= Exercise aim =
Collect each line of the records containing the string "NewDocument".

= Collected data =
* * * * * * *

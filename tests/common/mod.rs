#![allow(dead_code)]

use std::collections::VecDeque;
use std::sync::{Arc, Mutex};

use async_trait::async_trait;
use axum::http::{HeaderName, HeaderValue};
use axum_test::TestServer;
use study_assistant::{
    api::{create_router, AppState, USER_ID_HEADER},
    Database, DocumentChunk, DocumentService, GenerationClient, GenerationError, LLMService,
    NewDocument, StudyService,
};
use tokio::sync::Notify;
use uuid::Uuid;

pub const DOCUMENT_TEXT: &str = "Mitochondria produce ATP through cellular respiration. \
The nucleus stores genetic material. Ribosomes build proteins from amino acids.";

/// Generation client that replays queued replies, then repeats the fallback.
pub struct FakeClient {
    replies: Mutex<VecDeque<Result<String, GenerationError>>>,
    fallback: Result<String, GenerationError>,
    prompts: Mutex<Vec<String>>,
    gate: Option<Gate>,
}

/// Holds a generation open until the test releases it.
pub struct Gate {
    pub entered: Arc<Notify>,
    pub release: Arc<Notify>,
}

impl FakeClient {
    pub fn replying(text: &str) -> Self {
        Self {
            replies: Mutex::new(VecDeque::new()),
            fallback: Ok(text.to_string()),
            prompts: Mutex::new(Vec::new()),
            gate: None,
        }
    }

    pub fn failing(err: GenerationError) -> Self {
        Self {
            replies: Mutex::new(VecDeque::new()),
            fallback: Err(err),
            prompts: Mutex::new(Vec::new()),
            gate: None,
        }
    }

    pub fn then(self, reply: Result<&str, GenerationError>) -> Self {
        self.replies
            .lock()
            .unwrap()
            .push_back(reply.map(str::to_string));
        self
    }

    pub fn gated(mut self, gate: Gate) -> Self {
        self.gate = Some(gate);
        self
    }

    pub fn prompts(&self) -> Vec<String> {
        self.prompts.lock().unwrap().clone()
    }
}

#[async_trait]
impl GenerationClient for FakeClient {
    async fn generate(&self, prompt: &str) -> Result<String, GenerationError> {
        self.prompts.lock().unwrap().push(prompt.to_string());
        if let Some(gate) = &self.gate {
            gate.entered.notify_one();
            gate.release.notified().await;
        }
        let queued = self.replies.lock().unwrap().pop_front();
        queued.unwrap_or_else(|| self.fallback.clone())
    }

    fn provider_name(&self) -> &str {
        "fake"
    }
}

pub struct TestApp {
    pub server: TestServer,
    pub db: Database,
    pub client: Arc<FakeClient>,
    pub user_id: Uuid,
    pub upload_dir: std::path::PathBuf,
}

pub async fn spawn_app(client: FakeClient) -> TestApp {
    spawn_app_with_limit(client, 1024 * 1024).await
}

pub async fn spawn_app_with_limit(client: FakeClient, max_upload_bytes: usize) -> TestApp {
    let db = Database::new("sqlite::memory:").await.unwrap();
    let client = Arc::new(client);
    let upload_dir = std::env::temp_dir().join(format!("study-assistant-test-{}", Uuid::new_v4()));

    let state = AppState {
        documents: DocumentService::new(db.clone(), upload_dir.clone(), max_upload_bytes),
        study: StudyService::new(db.clone(), LLMService::new(client.clone())),
        max_upload_bytes,
    };

    TestApp {
        server: TestServer::new(create_router(state)).unwrap(),
        db,
        client,
        user_id: Uuid::new_v4(),
        upload_dir,
    }
}

impl TestApp {
    pub fn user_header(&self) -> (HeaderName, HeaderValue) {
        user_header(self.user_id)
    }

    /// Insert a ready document without going through PDF extraction.
    pub async fn seed_document(&self, title: &str) -> Uuid {
        let document = self
            .db
            .create_document(NewDocument {
                user_id: self.user_id,
                title: title.to_string(),
                file_name: format!("{}.pdf", title),
                file_path: self.upload_dir.join("missing.pdf").to_string_lossy().into_owned(),
                file_size: DOCUMENT_TEXT.len() as i64,
            })
            .await
            .unwrap();
        let chunks = vec![
            DocumentChunk {
                chunk_index: 0,
                content: "Mitochondria produce ATP through cellular respiration.".to_string(),
            },
            DocumentChunk {
                chunk_index: 1,
                content: "The nucleus stores genetic material.".to_string(),
            },
        ];
        self.db
            .mark_document_ready(document.id, DOCUMENT_TEXT, &chunks)
            .await
            .unwrap();
        document.id
    }
}

pub fn user_header(user_id: Uuid) -> (HeaderName, HeaderValue) {
    (
        HeaderName::from_static(USER_ID_HEADER),
        HeaderValue::from_str(&user_id.to_string()).unwrap(),
    )
}
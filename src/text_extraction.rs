//! PDF text extraction and chunking.

use std::collections::HashSet;
use std::time::Instant;

use crate::log_performance;
use crate::models::DocumentChunk;

pub const CHUNK_WORDS: usize = 500;
pub const CHUNK_OVERLAP_WORDS: usize = 50;
pub const MAX_RELEVANT_CHUNKS: usize = 3;

const PDF_MAGIC: &[u8] = b"%PDF";

#[derive(Debug, thiserror::Error)]
pub enum ExtractionError {
    #[error("file is not a PDF")]
    NotPdf,

    #[error("could not read PDF: {0}")]
    Parse(String),

    #[error("PDF contains no extractable text")]
    NoText,
}

pub fn looks_like_pdf(data: &[u8]) -> bool {
    data.starts_with(PDF_MAGIC)
}

/// Extract the text of every page. CPU bound; run it off the async runtime.
pub fn extract_pdf_text(data: &[u8]) -> Result<String, ExtractionError> {
    if !looks_like_pdf(data) {
        return Err(ExtractionError::NotPdf);
    }

    let started = Instant::now();
    let text = pdf_extract::extract_text_from_mem(data)
        .map_err(|e| ExtractionError::Parse(e.to_string()))?;
    log_performance!(
        "pdf_extraction",
        duration_ms = started.elapsed().as_millis() as u64,
        bytes = data.len()
    );

    // pdf-extract separates pages with form feeds.
    let text = text.replace('\x0C', "\n");
    if text.trim().is_empty() {
        return Err(ExtractionError::NoText);
    }
    Ok(text)
}

/// Split `text` into overlapping windows of whitespace-separated words.
pub fn chunk_text(text: &str, chunk_words: usize, overlap_words: usize) -> Vec<DocumentChunk> {
    let words: Vec<&str> = text.split_whitespace().collect();
    if words.is_empty() || chunk_words == 0 {
        return Vec::new();
    }

    let step = chunk_words.saturating_sub(overlap_words).max(1);
    let mut chunks = Vec::new();
    let mut start = 0;
    loop {
        let end = (start + chunk_words).min(words.len());
        chunks.push(DocumentChunk {
            chunk_index: chunks.len() as i64,
            content: words[start..end].join(" "),
        });
        if end == words.len() {
            break;
        }
        start += step;
    }
    chunks
}

fn terms(text: &str) -> HashSet<String> {
    text.split(|c: char| !c.is_alphanumeric())
        .filter(|term| term.chars().count() > 2)
        .map(str::to_lowercase)
        .collect()
}

/// Indices of the chunks sharing the most terms with `query`, best first.
///
/// Chunks with no shared term are never returned; ties keep document order.
pub fn relevant_chunks(chunks: &[DocumentChunk], query: &str, limit: usize) -> Vec<i64> {
    let query_terms = terms(query);
    if query_terms.is_empty() {
        return Vec::new();
    }

    let mut scored: Vec<(usize, i64)> = chunks
        .iter()
        .map(|chunk| {
            let overlap = terms(&chunk.content).intersection(&query_terms).count();
            (overlap, chunk.chunk_index)
        })
        .filter(|(overlap, _)| *overlap > 0)
        .collect();
    scored.sort_by(|a, b| b.0.cmp(&a.0).then(a.1.cmp(&b.1)));
    scored.into_iter().take(limit).map(|(_, index)| index).collect()
}
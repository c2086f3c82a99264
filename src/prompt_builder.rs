use crate::errors::GenerationError;
use crate::output_parser::{
    ANSWER_TAG, BLOCK_DELIMITER, CORRECT_TAG, DIFFICULTY_TAG, EXPLANATION_TAG, OPTION_TAGS,
    QUESTION_TAG,
};

pub const DEFAULT_FLASHCARD_COUNT: usize = 10;
pub const DEFAULT_QUIZ_QUESTIONS: usize = 5;

/// Upper bound on requested records per generation.
pub const MAX_REQUESTED_RECORDS: usize = 50;

const SOURCE_BUDGET_CHARS: usize = 12_000;
const SUMMARY_BUDGET_CHARS: usize = 15_000;

const MIN_FLASHCARD_SOURCE_CHARS: usize = 20;
const MIN_QUIZ_SOURCE_CHARS: usize = 30;
const MIN_SUMMARY_SOURCE_CHARS: usize = 10;
const MIN_GROUNDED_SOURCE_CHARS: usize = 1;

/// A generation task together with its parameters.
#[derive(Debug, Clone, PartialEq, Eq)]
pub enum GenerationTask {
    Flashcards { count: usize },
    Quiz { num_questions: usize },
    Summary,
    Explain { concept: String },
    Chat { question: String },
}

impl GenerationTask {
    pub fn flashcards(count: Option<usize>) -> Self {
        GenerationTask::Flashcards {
            count: count.unwrap_or(DEFAULT_FLASHCARD_COUNT),
        }
    }

    pub fn quiz(num_questions: Option<usize>) -> Self {
        GenerationTask::Quiz {
            num_questions: num_questions.unwrap_or(DEFAULT_QUIZ_QUESTIONS),
        }
    }

    pub fn name(&self) -> &'static str {
        match self {
            GenerationTask::Flashcards { .. } => "flashcards",
            GenerationTask::Quiz { .. } => "quiz",
            GenerationTask::Summary => "summary",
            GenerationTask::Explain { .. } => "explain",
            GenerationTask::Chat { .. } => "chat",
        }
    }

    fn source_budget(&self) -> usize {
        match self {
            GenerationTask::Summary => SUMMARY_BUDGET_CHARS,
            _ => SOURCE_BUDGET_CHARS,
        }
    }

    fn min_source_chars(&self) -> usize {
        match self {
            GenerationTask::Flashcards { .. } => MIN_FLASHCARD_SOURCE_CHARS,
            GenerationTask::Quiz { .. } => MIN_QUIZ_SOURCE_CHARS,
            GenerationTask::Summary => MIN_SUMMARY_SOURCE_CHARS,
            GenerationTask::Explain { .. } | GenerationTask::Chat { .. } => {
                MIN_GROUNDED_SOURCE_CHARS
            }
        }
    }

    fn validate(&self, source_chars: usize) -> Result<(), GenerationError> {
        if source_chars < self.min_source_chars() {
            return Err(GenerationError::Validation(format!(
                "text too short for {} ({} characters, need at least {})",
                self.name(),
                source_chars,
                self.min_source_chars()
            )));
        }

        match self {
            GenerationTask::Flashcards { count } => check_count("count", *count),
            GenerationTask::Quiz { num_questions } => check_count("numQuestions", *num_questions),
            GenerationTask::Explain { concept } if concept.trim().is_empty() => Err(
                GenerationError::Validation("concept is required".to_string()),
            ),
            GenerationTask::Chat { question } if question.trim().is_empty() => Err(
                GenerationError::Validation("question is required".to_string()),
            ),
            _ => Ok(()),
        }
    }
}

fn check_count(field: &str, count: usize) -> Result<(), GenerationError> {
    if count == 0 || count > MAX_REQUESTED_RECORDS {
        return Err(GenerationError::Validation(format!(
            "{field} must be between 1 and {MAX_REQUESTED_RECORDS}"
        )));
    }
    Ok(())
}

/// Hard cutoff at `max_chars` characters, no sentence awareness.
pub fn truncate_source(text: &str, max_chars: usize) -> &str {
    match text.char_indices().nth(max_chars) {
        Some((byte_index, _)) => &text[..byte_index],
        None => text,
    }
}

/// Build the prompt for `task` over `source_text`.
pub fn build_prompt(task: &GenerationTask, source_text: &str) -> Result<String, GenerationError> {
    task.validate(source_text.chars().count())?;
    let source = truncate_source(source_text, task.source_budget());

    let prompt = match task {
        GenerationTask::Flashcards { count } => flashcard_prompt(*count, source),
        GenerationTask::Quiz { num_questions } => quiz_prompt(*num_questions, source),
        GenerationTask::Summary => summary_prompt(source),
        GenerationTask::Explain { concept } => explain_prompt(concept.trim(), source),
        GenerationTask::Chat { question } => chat_prompt(question.trim(), source),
    };
    Ok(prompt)
}

fn flashcard_prompt(count: usize, source: &str) -> String {
    format!(
        r#"Generate exactly {count} educational flashcards from the text below.

Use this format for every flashcard, with each field on its own line:
{QUESTION_TAG}: <question>
{ANSWER_TAG}: <answer>
{DIFFICULTY_TAG}: easy | medium | hard

Separate flashcards with a line containing only {BLOCK_DELIMITER}
Do not number the flashcards and do not add any other text.

Text:
{source}
"#
    )
}

fn quiz_prompt(num_questions: usize, source: &str) -> String {
    let [o1, o2, o3, o4] = OPTION_TAGS;
    format!(
        r#"Generate exactly {num_questions} multiple choice questions from the text below.

Use this format for every question, with each field on its own line:
{QUESTION_TAG}: <question>
{o1}: <option 1>
{o2}: <option 2>
{o3}: <option 3>
{o4}: <option 4>
{CORRECT_TAG}: <number of the correct option, one of {o1}, {o2}, {o3}, {o4}>
{EXPLANATION_TAG}: <short explanation>
{DIFFICULTY_TAG}: easy | medium | hard

Every question must have exactly four options and exactly one correct option.
Separate questions with a line containing only {BLOCK_DELIMITER}
Do not add any other text.

Text:
{source}
"#
    )
}

fn summary_prompt(source: &str) -> String {
    format!(
        r#"Summarize the following document. Cover the main ideas, key terms, and conclusions in clear, concise prose.

Document:
{source}
"#
    )
}

fn explain_prompt(concept: &str, source: &str) -> String {
    format!(
        r#"Explain "{concept}" using ONLY the document below.

Document:
{source}

Explain simply with examples:
"#
    )
}

fn chat_prompt(question: &str, source: &str) -> String {
    format!(
        r#"Answer ONLY using the document below. If the document does not contain the answer, say so.

Document:
{source}

Question:
{question}
"#
    )
}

* * * * * * *

= Problem solution =
    NewDocument, StudyService,
            .create_document(NewDocument {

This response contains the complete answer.